- _TASK STATEMENT_
Copy the records below word for word. Stop after the line that contains "pub fn start(&mut".
(Beginning of GIVEN RECORDS)
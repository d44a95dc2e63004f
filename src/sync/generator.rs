use std::time::Duration;

use tokio::sync::broadcast;
use tracing::{debug, info};

use crate::core::{Error, Result};
use crate::protocol::Message;
use crate::time::Timers;
use crate::util::ms_to_secs;
use super::ClockEvent;

#[derive(Debug, Clone, Copy, PartialEq)]
enum GeneratorTimer {
    Tick,
    Broadcast,
}

/// Authoritative phasor on the conductor
///
/// Phase advances by `cycle_freq * elapsed_seconds` measured on the wall
/// clock, so irregular tick timing never accumulates error.
pub struct MasterClock {
    phase: f64,
    cycle_freq: f64,
    running: bool,
    last_advance: Option<f64>,
    started_at: f64,
    cycles: u64,
    tick_ms: f64,
    broadcast_ms: f64,
    timers: Timers<GeneratorTimer>,
    events: broadcast::Sender<ClockEvent>,
}

impl MasterClock {
    /// Creates a stopped generator at phase 0
    pub fn new(tick_interval: Duration, broadcast_interval: Duration) -> Self {
        let (events, _) = broadcast::channel(256);
        MasterClock {
            phase: 0.0,
            cycle_freq: 0.0,
            running: false,
            last_advance: None,
            started_at: 0.0,
            cycles: 0,
            tick_ms: tick_interval.as_secs_f64() * 1000.0,
            broadcast_ms: broadcast_interval.as_secs_f64() * 1000.0,
            timers: Timers::new(),
            events,
        }
    }

    /// Subscribes to phasor notifications
    pub fn subscribe(&self) -> broadcast::Receiver<ClockEvent> {
        self.events.subscribe()
    }

    /// Starts advancing with the given cycle length
    pub fn start(&mut self, cycle_duration_secs: f64, now: f64) -> Result<()> {
        self.cycle_freq = frequency_of(cycle_duration_secs)?;
        if self.running {
            return Ok(());
        }

        info!(cycle_freq = self.cycle_freq, "master clock started");
        self.running = true;
        self.started_at = now;
        self.last_advance = Some(now);
        self.timers.clear();
        self.timers.schedule(now + self.tick_ms, GeneratorTimer::Tick);
        self.timers.schedule(now, GeneratorTimer::Broadcast);
        Ok(())
    }

    /// Freezes the phase and cancels the cadences
    pub fn stop(&mut self) {
        if self.running {
            info!(phase = self.phase, "master clock stopped");
        }
        self.running = false;
        self.last_advance = None;
        self.timers.clear();
    }

    /// Changes the cycle length without a phase discontinuity
    pub fn set_cycle_duration(&mut self, cycle_duration_secs: f64, now: f64) -> Result<()> {
        let freq = frequency_of(cycle_duration_secs)?;
        self.advance(now);
        debug!(from = self.cycle_freq, to = freq, "cycle frequency changed");
        self.cycle_freq = freq;
        Ok(())
    }

    /// Whether the generator is running
    pub fn is_running(&self) -> bool {
        self.running
    }

    /// Current phase in [0, 1)
    pub fn phasor(&self) -> f64 {
        self.phase
    }

    /// Cycles per second
    pub fn cycle_freq(&self) -> f64 {
        self.cycle_freq
    }

    /// Completed cycles since start
    pub fn cycles(&self) -> u64 {
        self.cycles
    }

    /// Seconds since start, the stand-in audio clock carried in broadcasts
    pub fn audio_time(&self, now: f64) -> f64 {
        if self.running {
            ms_to_secs(now - self.started_at).max(0.0)
        } else {
            0.0
        }
    }

    /// Moves the phase up to `now`, emitting `CycleStart` on wraparound
    pub fn advance(&mut self, now: f64) {
        let Some(last) = self.last_advance else {
            return;
        };
        let elapsed = ms_to_secs(now - last);
        if elapsed <= 0.0 {
            return;
        }
        self.last_advance = Some(now);

        let raw = self.phase + self.cycle_freq * elapsed;
        let wraps = raw.floor();
        self.phase = crate::util::wrap_phase(raw);
        if wraps >= 1.0 {
            self.cycles += wraps as u64;
            let _ = self.events.send(ClockEvent::CycleStart {
                cycle: self.cycles,
            });
        }
    }

    /// Earliest pending cadence deadline
    pub fn next_deadline(&self) -> Option<f64> {
        self.timers.next_deadline()
    }

    /// Runs due cadences; returned messages are sync broadcasts for all ready peers
    pub fn poll(&mut self, now: f64) -> Vec<Message> {
        let mut outgoing = Vec::new();
        for timer in self.timers.poll_expired(now) {
            self.advance(now);
            match timer {
                GeneratorTimer::Tick => {
                    let _ = self.events.send(ClockEvent::PhasorUpdate {
                        phase: self.phase,
                        cycle_freq: self.cycle_freq,
                    });
                    self.timers.schedule(now + self.tick_ms, GeneratorTimer::Tick);
                }
                GeneratorTimer::Broadcast => {
                    outgoing.push(Message::phasor_sync(
                        self.phase,
                        self.cycle_freq,
                        self.audio_time(now),
                        now,
                    ));
                    self.timers
                        .schedule(now + self.broadcast_ms, GeneratorTimer::Broadcast);
                }
            }
        }
        outgoing
    }
}

fn frequency_of(cycle_duration_secs: f64) -> Result<f64> {
    if !cycle_duration_secs.is_finite() || cycle_duration_secs <= 0.0 {
        return Err(Error::timing(format!(
            "cycle duration must be a positive number of seconds, got {}",
            cycle_duration_secs
        )));
    }
    Ok(1.0 / cycle_duration_secs)
}

#[cfg(test)]
mod tests {
    use super::*;

    fn clock() -> MasterClock {
        MasterClock::new(Duration::from_millis(16), Duration::from_millis(100))
    }

    #[test]
    fn test_advances_by_elapsed_time() {
        let mut gen = clock();
        gen.start(2.0, 1000.0).unwrap();
        assert_eq!(gen.cycle_freq(), 0.5);

        // irregular steps still land on the same phase
        gen.advance(1100.0);
        gen.advance(1137.0);
        gen.advance(1500.0);
        assert!((gen.phasor() - 0.25).abs() < 1e-9);
    }

    #[test]
    fn test_cycle_start_on_wrap() {
        let mut gen = clock();
        let mut events = gen.subscribe();
        gen.start(1.0, 0.0).unwrap();
        gen.advance(900.0);
        assert!(events.try_recv().is_err());
        gen.advance(1100.0);
        assert_eq!(events.try_recv().unwrap(), ClockEvent::CycleStart { cycle: 1 });
        assert!((gen.phasor() - 0.1).abs() < 1e-9);
        assert_eq!(gen.cycles(), 1);
    }

    #[test]
    fn test_cadences() {
        let mut gen = clock();
        let mut events = gen.subscribe();
        gen.start(2.0, 0.0).unwrap();

        let first = gen.poll(0.0);
        assert!(matches!(first.as_slice(), [Message::PhasorSync(_)]));

        let mut broadcasts = 0;
        let mut t = 0.0;
        while t < 1000.0 {
            t += 4.0;
            broadcasts += gen.poll(t).len();
        }
        assert_eq!(broadcasts, 10);

        let updates = std::iter::from_fn(|| events.try_recv().ok())
            .filter(|e| matches!(e, ClockEvent::PhasorUpdate { .. }))
            .count();
        assert!(updates >= 55 && updates <= 63, "got {} updates", updates);
    }

    #[test]
    fn test_set_cycle_duration_keeps_phase() {
        let mut gen = clock();
        gen.start(2.0, 0.0).unwrap();
        gen.set_cycle_duration(4.0, 1000.0).unwrap();
        assert!((gen.phasor() - 0.5).abs() < 1e-9);
        gen.advance(2000.0);
        assert!((gen.phasor() - 0.75).abs() < 1e-9);
        assert!(gen.set_cycle_duration(0.0, 2000.0).is_err());
    }

    #[test]
    fn test_stop_freezes_phase() {
        let mut gen = clock();
        gen.start(2.0, 0.0).unwrap();
        gen.advance(500.0);
        gen.stop();
        gen.advance(1500.0);
        assert!((gen.phasor() - 0.25).abs() < 1e-9);
        assert!(gen.poll(5000.0).is_empty());
        assert!(gen.next_deadline().is_none());
    }
}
(End of GIVEN RECORDS)
- _WORKED SOLUTION_
repository d44a95dc2e63004f
filename src/sync/generator.rs
use std::time::Duration;

use tokio::sync::broadcast;
use tracing::{debug, info};

use crate::core::{Error, Result};
use crate::protocol::Message;
use crate::time::Timers;
use crate::util::ms_to_secs;
use super::ClockEvent;

#[derive(Debug, Clone, Copy, PartialEq)]
enum GeneratorTimer {
    Tick,
    Broadcast,
}

/// Authoritative phasor on the conductor
///
/// Phase advances by `cycle_freq * elapsed_seconds` measured on the wall
/// clock, so irregular tick timing never accumulates error.
pub struct MasterClock {
    phase: f64,
    cycle_freq: f64,
    running: bool,
    last_advance: Option<f64>,
    started_at: f64,
    cycles: u64,
    tick_ms: f64,
    broadcast_ms: f64,
    timers: Timers<GeneratorTimer>,
    events: broadcast::Sender<ClockEvent>,
}

impl MasterClock {
    /// Creates a stopped generator at phase 0
    pub fn new(tick_interval: Duration, broadcast_interval: Duration) -> Self {
        let (events, _) = broadcast::channel(256);
        MasterClock {
            phase: 0.0,
            cycle_freq: 0.0,
            running: false,
            last_advance: None,
            started_at: 0.0,
            cycles: 0,
            tick_ms: tick_interval.as_secs_f64() * 1000.0,
            broadcast_ms: broadcast_interval.as_secs_f64() * 1000.0,
            timers: Timers::new(),
            events,
        }
    }

    /// Subscribes to phasor notifications
    pub fn subscribe(&self) -> broadcast::Receiver<ClockEvent> {
        self.events.subscribe()
    }

    /// Starts advancing with the given cycle length
    pub fn start(&mut self, cycle_duration_secs: f64, now: f64) -> Result<()> {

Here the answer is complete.